Many times, the first course of block is already laid, so they can just start piling one on top of two and two on top of one. And it is common for this first course to end up below the slab when it's poured. So if this is the case, you can make whatever marks you want on that course. Forget using sharpies....... get some crayons.

ALWAYS try to plan where your boxes go so they're right next to a mortar joint. Brickies truly hate cutting boxes in in the middle of a CMU. Also, cut your conduit to the correct length so it stubs out at a joint as well. This way, whoever lays that block can just 'notch' it with their hammer.

If you've got various heights of boxes to work with, take some time to cut the first stick of pipe to a specific length so once the box is set, all the pipes are the same height above the current course.

A cordless sawzall is almost a necessity if it's a large job. Take a short piece of #4 solid bare and make an S-hook so you can hang it somewhere handy.

The scaffold belongs to the brickies, and it's their 'turf'. Tread lightly while you're there. Stay out of the way, but keep a close eye on their progress. Be ready to step up when they need you to attach another stick of pipe or set a box.

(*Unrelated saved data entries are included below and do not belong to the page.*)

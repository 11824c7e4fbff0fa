//! FlightSurety Engine
//!
//! Governing layer over the ledger: airline admission, flight and
//! insurance escrow, and oracle consensus on flight status.
//!
//! # Architecture
//!
//! 1. **Registry**: airlines join directly until the bootstrap threshold,
//!    then by a ceiling fraction of fee-paying voters
//! 2. **Escrow**: flights, insurance purchase, payout pricing, withdrawals
//! 3. **Oracle coordinator**: rounds keyed by `(index, airline, flight,
//!    departure)`, first status to quorum wins, effect applied once
//! 4. **Actor**: one task owns the engine and linearizes every call;
//!    notifications go to the message bus after each successful call
//!
//! # Example
//!
//! ```no_run
//! use message_bus::InMemoryBus;
//! use std::sync::Arc;
//! use surety_engine::{spawn_engine_actor, Config, SuretyEngine};
//!
//! #[tokio::main]
//! async fn main() -> surety_engine::Result<()> {
//!     let config = Config::default();
//!     let owner = config.ledger.owner.clone();
//!     let capacity = config.actor.mailbox_capacity;
//!
//!     let bus = Arc::new(InMemoryBus::new());
//!     let handle = spawn_engine_actor(SuretyEngine::new(config)?, bus, capacity);
//!
//!     let departure = chrono::Utc::now().timestamp() + 3600;
//!     let flight_id = handle.register_flight("ND1309", departure, owner).await?;
//!     println!("Registered flight {}", flight_id);
//!
//!     Ok(())
//! }
//! ```

#![forbid(unsafe_code)]
#![warn(
    missing_docs,
    rust_2018_idioms,
    missing_debug_implementations,
    clippy::all
)]

pub mod actor;
pub mod config;
pub mod engine;
pub mod error;
pub mod escrow;
pub mod oracle;
pub mod random;
pub mod registry;
pub mod scheduler;
pub mod types;

// Re-exports
pub use actor::{spawn_engine_actor, EngineHandle, PolicyUpdate};
pub use config::{ActorConfig, Config, OracleConfig, SchedulerConfig};
pub use engine::SuretyEngine;
pub use error::{Error, Result};
pub use random::{IndexSource, RandomIndexSource, SequenceIndexSource};
pub use scheduler::RoundExpiryScheduler;
pub use types::*;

I know I'll catch some h-e-double toothpicks for this, but if you're just standing around watching, don't hesitate to help them out if it is appropriate. I don't mind getting someone a bucket of mud if their laborer is tied up somewhere else, or handing them a level that's just out of their reach.

Brickies are a different breed. Make 'em happy, and the job goes as slick as snot on a doorknob. Tick 'em off, and you'll be miserable, even long after they have taken their towers down and moved on....... if you get my drift.

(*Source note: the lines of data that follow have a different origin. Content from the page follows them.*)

//! Message envelope for pub/sub

use crate::types::{MessageType, PartitionKey};
use chrono::{DateTime, Utc};
use serde::{de::DeserializeOwned, Deserialize, Serialize};
use std::collections::HashMap;
use uuid::Uuid;

/// Message envelope
#[derive(Debug, Clone, PartialEq, Serialize, Deserialize)]
pub struct Message {
    /// Message ID (UUIDv7 for ordering)
    pub id: Uuid,

    /// Message type
    pub message_type: MessageType,

    /// Partition key for routing
    pub partition_key: PartitionKey,

    /// Payload (JSON-serialized)
    pub payload: serde_json::Value,

    /// Timestamp
    pub timestamp: DateTime<Utc>,

    /// Correlation ID (command that produced this message)
    pub correlation_id: Option<String>,

    /// Headers (metadata)
    pub headers: HashMap<String, String>,
}

impl Message {
    /// Create new message
    pub fn new(
        message_type: MessageType,
        partition_key: PartitionKey,
        payload: serde_json::Value,
    ) -> Self {
        Self {
            id: Uuid::now_v7(),
            message_type,
            partition_key,
            payload,
            timestamp: Utc::now(),
            correlation_id: None,
            headers: HashMap::new(),
        }
    }

    /// Create message from any serializable payload
    pub fn from_payload<T: Serialize>(
        message_type: MessageType,
        partition_key: PartitionKey,
        payload: &T,
    ) -> crate::Result<Self> {
        Ok(Self::new(
            message_type,
            partition_key,
            serde_json::to_value(payload)?,
        ))
    }

    /// Set correlation ID
    pub fn with_correlation_id(mut self, correlation_id: impl Into<String>) -> Self {
        self.correlation_id = Some(correlation_id.into());
        self
    }

    /// Add header
    pub fn with_header(mut self, key: impl Into<String>, value: impl Into<String>) -> Self {
        self.headers.insert(key.into(), value.into());
        self
    }

    /// Decode the payload into a typed value
    pub fn decode_payload<T: DeserializeOwned>(&self) -> crate::Result<T> {
        Ok(serde_json::from_value(self.payload.clone())?)
    }

    /// Serialize to bytes
    pub fn to_bytes(&self) -> crate::Result<Vec<u8>> {
        Ok(serde_json::to_vec(self)?)
    }

    /// Deserialize from bytes
    pub fn from_bytes(bytes: &[u8]) -> crate::Result<Self> {
        Ok(serde_json::from_slice(bytes)?)
    }

    /// Routing subject for this message
    pub fn subject(&self) -> String {
        format!(
            "{}.{}",
            self.message_type.subject_prefix(),
            self.partition_key.to_subject_segment()
        )
    }
}

#[cfg(test)]
mod tests {
    use super::*;
    use serde_json::json;

    #[derive(Debug, PartialEq, Serialize, Deserialize)]
    struct Request {
        index: u8,
        flight: String,
    }

    #[test]
    fn test_message_subject() {
        let msg = Message::new(
            MessageType::OracleRequest,
            PartitionKey::Flight(3),
            json!({}),
        );

        assert_eq!(msg.subject(), "surety.oracle.request.flight.3");
    }

    #[test]
    fn test_typed_payload() {
        let request = Request {
            index: 7,
            flight: "ND1309".to_string(),
        };
        let msg = Message::from_payload(MessageType::OracleRequest, PartitionKey::Global, &request)
            .unwrap()
            .with_correlation_id("cmd-1");

        assert_eq!(msg.payload["index"], 7);
        assert_eq!(msg.decode_payload::<Request>().unwrap(), request);
        assert_eq!(msg.correlation_id.as_deref(), Some("cmd-1"));
    }

    #[test]
    fn test_message_bytes() {
        let msg = Message::new(
            MessageType::FundsWithdrawn,
            PartitionKey::Passenger("0xp".to_string()),
            json!({"amount": "0.75"}),
        )
        .with_header("source", "surety-engine");

        let decoded = Message::from_bytes(&msg.to_bytes().unwrap()).unwrap();
        assert_eq!(decoded, msg);
    }

    #[test]
    fn test_decode_wrong_shape() {
        let msg = Message::new(MessageType::OracleRequest, PartitionKey::Global, json!([1, 2]));
        assert!(msg.decode_payload::<Request>().is_err());
    }
}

A dozen doughnuts once in a while goes a long way as well.


----------



## jbfan (Jan 22, 2007)

dominician said:


> what does 460/60/3 mean is it 60amps or 60 htz


I get 2.555555:laughing:


----------



## crazymurph (Aug 19, 2009)

Again 480 is on the money. I use 30" stubs and duct tape. Some brickies will put the stub on for you, just leave them the stubs and an old screwdriver. But you need to make friends first, get them coffee and donuts once in a while. I have done a few jobs where you had to use GRC in the block. That was a real PITA.


----------



## 220/221 (Sep 25, 2007)

I think the job is done by now :laughing:


The 460/461 guy bumped up a thread from Jan 08 :laughing:


----------



## 480sparky (Sep 20, 2007)

One other thing: When setting boxes or running a pipe up near doors, windows and other openings, check the prints to see how far out the iron beams that are set at the top of the openings will extend.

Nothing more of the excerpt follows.